恋人なので普通なんだと考えていたが、生まれて初めてのキス。
嬉しい。
思っていたよりも心が満たされるんだな。
ありがとう高砂。
……ん?
なんか…背中さすってる??
あたしは離れようとするが腰をがっちりつかまれていて動けない。
抵抗していると、さらに腰をつかむ手に力が入っていることに気付いた。
ちょっと待って、なんで!?
つかここは外だし!!
いや場所じゃないけどさ!!!
ようやく解放された唇で反発すると、つかんでいた腰を自分側に思いっきり引いた。
そのおかげであたしはくっついている個所が固くてなんか変な形になっていることに気付く。
「……え?」
「もしかして、まだしょ…」
「その先を言うな」
「そっかー…俺以外の男は知らないんすね」
「なににやにやしてんのよ」
「嬉しくて。
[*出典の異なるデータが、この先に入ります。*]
//! In-memory graph-document backend
//!
//! Ticket documents live in one collection keyed by numeric id. Explicit
//! relations are a table of `(from, to)` edges kept in two ordered sets so
//! both outbound and inbound neighbours are range lookups. The implicit
//! artifact relation is an inverted index from artifact name to ticket ids.
//! Every collection sits behind its own `RwLock`; each operation holds the
//! locks it needs for its whole duration, which makes single-document writes
//! and batch inserts atomic.

use std::collections::{BTreeMap, BTreeSet, HashMap};
use std::sync::atomic::{AtomicI64, Ordering};

use parking_lot::RwLock;
use serde_json::Value;
use triage_model::{document_id, LogEntry, TicketId};

use crate::context::RequestContext;
use crate::error::StoreError;

/// Document store used by [`crate::TicketStore`]
#[derive(Debug)]
pub struct MemoryBackend {
    tickets: RwLock<BTreeMap<TicketId, Value>>,
    outbound: RwLock<BTreeSet<(TicketId, TicketId)>>,
    inbound: RwLock<BTreeSet<(TicketId, TicketId)>>,
    artifacts: RwLock<HashMap<String, BTreeSet<TicketId>>>,
    logs: RwLock<HashMap<String, Vec<LogEntry>>>,
    sequence: AtomicI64,
}

impl Default for MemoryBackend {
    fn default() -> Self {
        Self {
            tickets: RwLock::new(BTreeMap::new()),
            outbound: RwLock::new(BTreeSet::new()),
            inbound: RwLock::new(BTreeSet::new()),
            artifacts: RwLock::new(HashMap::new()),
            logs: RwLock::new(HashMap::new()),
            sequence: AtomicI64::new(1),
        }
    }
}

fn artifact_names(doc: &Value) -> BTreeSet<String> {
    doc.get("artifacts")
        .and_then(Value::as_array)
        .map(|artifacts| {
            artifacts
                .iter()
                .filter_map(|a| a.get("name").and_then(Value::as_str))
                .map(str::to_string)
                .collect()
        })
        .unwrap_or_default()
}

fn edge_range(id: TicketId) -> std::ops::RangeInclusive<(TicketId, TicketId)> {
    (id, TicketId(i64::MIN))..=(id, TicketId(i64::MAX))
}

impl MemoryBackend {
    /// Create empty backend
    #[inline]
    #[must_use]
    pub fn new() -> Self {
        Self::default()
    }

    /// Insert documents all-or-nothing
    ///
    /// Documents with an explicit id keep it; the others get the next value
    /// of the id sequence. The `id` field of every document is set to its
    /// final id.
    ///
    /// # Errors
    /// - `StoreError::Conflict` when an explicit id exists or repeats
    /// - `StoreError::Validation` for an explicit id the sequence cannot pass
    ///
    /// Nothing is inserted on error.
    pub fn insert_many(&self, docs: Vec<(Option<TicketId>, Value)>) -> Result<Vec<TicketId>, StoreError> {
        let mut tickets = self.tickets.write();

        let mut explicit = BTreeSet::new();
        for id in docs.iter().filter_map(|(id, _)| *id) {
            if tickets.contains_key(&id) || !explicit.insert(id) {
                return Err(StoreError::Conflict(format!("{} already exists", document_id(id))));
            }
        }
        let mut next = self.sequence.load(Ordering::SeqCst);
        if let Some(max) = explicit.last() {
            let after = max.0.checked_add(1).ok_or_else(|| {
                StoreError::Validation(vec![format!("{} is out of range", document_id(*max))])
            })?;
            next = next.max(after);
        }

        let mut assigned = Vec::with_capacity(docs.len());
        for (id, _) in &docs {
            let id = match id {
                Some(id) => *id,
                None => loop {
                    let candidate = TicketId(next);
                    next = next
                        .checked_add(1)
                        .ok_or_else(|| StoreError::Backend("ticket id sequence exhausted".into()))?;
                    if !tickets.contains_key(&candidate) {
                        break candidate;
                    }
                },
            };
            assigned.push(id);
        }
        self.sequence.store(next, Ordering::SeqCst);

        let mut artifacts = self.artifacts.write();
        let mut ids = Vec::with_capacity(docs.len());
        for (id, (_, mut doc)) in assigned.into_iter().zip(docs) {
            if let Value::Object(map) = &mut doc {
                map.insert("id".to_string(), Value::from(id.0));
            }
            for name in artifact_names(&doc) {
                artifacts.entry(name).or_default().insert(id);
            }
            tickets.insert(id, doc);
            ids.push(id);
        }

        Ok(ids)
    }

    /// Document by id
    #[must_use]
    pub fn get(&self, id: TicketId) -> Option<Value> {
        self.tickets.read().get(&id).cloned()
    }

    /// Check if a document exists
    #[inline]
    #[must_use]
    pub fn contains(&self, id: TicketId) -> bool {
        self.tickets.read().contains_key(&id)
    }

    /// Number of documents
    #[inline]
    #[must_use]
    pub fn len(&self) -> usize {
        self.tickets.read().len()
    }

    /// Check if the collection is empty
    #[inline]
    #[must_use]
    pub fn is_empty(&self) -> bool {
        self.len() == 0
    }

    /// Replace a document, keeping the artifact index in step
    ///
    /// # Errors
    /// `StoreError::NotFound` when the document does not exist
    pub fn replace(&self, id: TicketId, mut doc: Value) -> Result<(), StoreError> {
        let mut tickets = self.tickets.write();
        let Some(slot) = tickets.get_mut(&id) else {
            return Err(StoreError::NotFound(document_id(id)));
        };
        if let Value::Object(map) = &mut doc {
            map.insert("id".to_string(), Value::from(id.0));
        }

        let before = artifact_names(slot);
        let after = artifact_names(&doc);
        *slot = doc;

        let mut artifacts = self.artifacts.write();
        for name in before.difference(&after) {
            if let Some(ids) = artifacts.get_mut(name) {
                ids.remove(&id);
                if ids.is_empty() {
                    artifacts.remove(name);
                }
            }
        }
        for name in after.difference(&before) {
            artifacts.entry(name.clone()).or_default().insert(id);
        }
        Ok(())
    }

    /// Remove a document with its edges, artifact entries and log
    pub fn remove(&self, id: TicketId) -> Option<Value> {
        let doc = self.tickets.write().remove(&id)?;

        let targets: Vec<TicketId> = self.outbound(id);
        let sources: Vec<TicketId> = self.inbound(id);
        {
            let mut outbound = self.outbound.write();
            let mut inbound = self.inbound.write();
            for to in targets {
                outbound.remove(&(id, to));
                inbound.remove(&(to, id));
            }
            for from in sources {
                outbound.remove(&(from, id));
                inbound.remove(&(id, from));
            }
        }

        let mut artifacts = self.artifacts.write();
        for name in artifact_names(&doc) {
            if let Some(ids) = artifacts.get_mut(&name) {
                ids.remove(&id);
                if ids.is_empty() {
                    artifacts.remove(&name);
                }
            }
        }
        drop(artifacts);

        self.logs.write().remove(&document_id(id));
        Some(doc)
    }

    /// Add a relation edge; returns whether it was new
    pub fn link(&self, from: TicketId, to: TicketId) -> bool {
        let mut outbound = self.outbound.write();
        let mut inbound = self.inbound.write();
        inbound.insert((to, from));
        outbound.insert((from, to))
    }

    /// Remove a relation edge; returns whether it existed
    pub fn unlink(&self, from: TicketId, to: TicketId) -> bool {
        let mut outbound = self.outbound.write();
        let mut inbound = self.inbound.write();
        inbound.remove(&(to, from));
        outbound.remove(&(from, to))
    }

    /// Targets of edges starting at `id`
    #[must_use]
    pub fn outbound(&self, id: TicketId) -> Vec<TicketId> {
        self.outbound
            .read()
            .range(edge_range(id))
            .map(|(_, to)| *to)
            .collect()
    }

    /// Sources of edges ending at `id`
    #[must_use]
    pub fn inbound(&self, id: TicketId) -> Vec<TicketId> {
        self.inbound
            .read()
            .range(edge_range(id))
            .map(|(_, from)| *from)
            .collect()
    }

    /// Tickets carrying any of the given artifact names
    #[must_use]
    pub fn sharing_artifacts<'a>(&self, names: impl IntoIterator<Item = &'a str>) -> BTreeSet<TicketId> {
        let artifacts = self.artifacts.read();
        names
            .into_iter()
            .filter_map(|name| artifacts.get(name))
            .flatten()
            .copied()
            .collect()
    }

    /// Append an activity log entry
    pub fn append_log(&self, entry: LogEntry) {
        self.logs
            .write()
            .entry(entry.reference.clone())
            .or_default()
            .push(entry);
    }

    /// Activity log of a document, oldest first
    #[must_use]
    pub fn logs(&self, reference: &str) -> Vec<LogEntry> {
        self.logs.read().get(reference).cloned().unwrap_or_default()
    }

    /// Cursor over a snapshot of all documents, ascending by id
    #[must_use]
    pub fn cursor<'c>(&self, ctx: &'c RequestContext) -> Cursor<'c> {
        let snapshot: Vec<(TicketId, Value)> = self
            .tickets
            .read()
            .iter()
            .map(|(id, doc)| (*id, doc.clone()))
            .collect();
        Cursor {
            ctx,
            items: snapshot.into_iter(),
            closed: false,
        }
    }
}

/// Cancellation-aware read cursor
///
/// Every read checks the request context first; a cancelled or expired
/// request closes the cursor and fails the read.
#[derive(Debug)]
pub struct Cursor<'c> {
    ctx: &'c RequestContext,
    items: std::vec::IntoIter<(TicketId, Value)>,
    closed: bool,
}

impl Cursor<'_> {
    /// Next document
    ///
    /// # Errors
    /// `StoreError::Canceled` or `StoreError::DeadlineExceeded`
    pub fn read_next(&mut self) -> Result<Option<(TicketId, Value)>, StoreError> {
        if self.closed {
            return Ok(None);
        }
        if let Err(err) = self.ctx.check() {
            self.close();
            return Err(err);
        }
        Ok(self.items.next())
    }

    /// Release the remaining snapshot
    pub fn close(&mut self) {
        self.closed = true;
        self.items = Vec::new().into_iter();
    }

    /// Whether the cursor was closed
    #[inline]
    #[must_use]
    pub fn is_closed(&self) -> bool {
        self.closed
    }
}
優しくして良い想い出にしましょうねー」
「ふざ…っぁ」
ふざけるな、と言いたかったが胸を揉まれて思わず固まった。
………
………
こんなあたしじゃ…高砂に失礼かな…
あたしがしょ…だからよけい気を遣っているのではないだろうか。
考えればどんどんマイナスになっている。
「何考えてるの?ゆき」
「ゆ…」
「ほら、俺の名前呼んで?知らないとは言わせないよ」
「コ…コウキ…」
「よくできました」
最高の笑顔を見た。
この時ハッキリとわかった。
あたしは本気で目の前の高砂コウキが好きになったんだって。
だから、処女でもなんでもあげたくなる。
身体がコウキを欲してる。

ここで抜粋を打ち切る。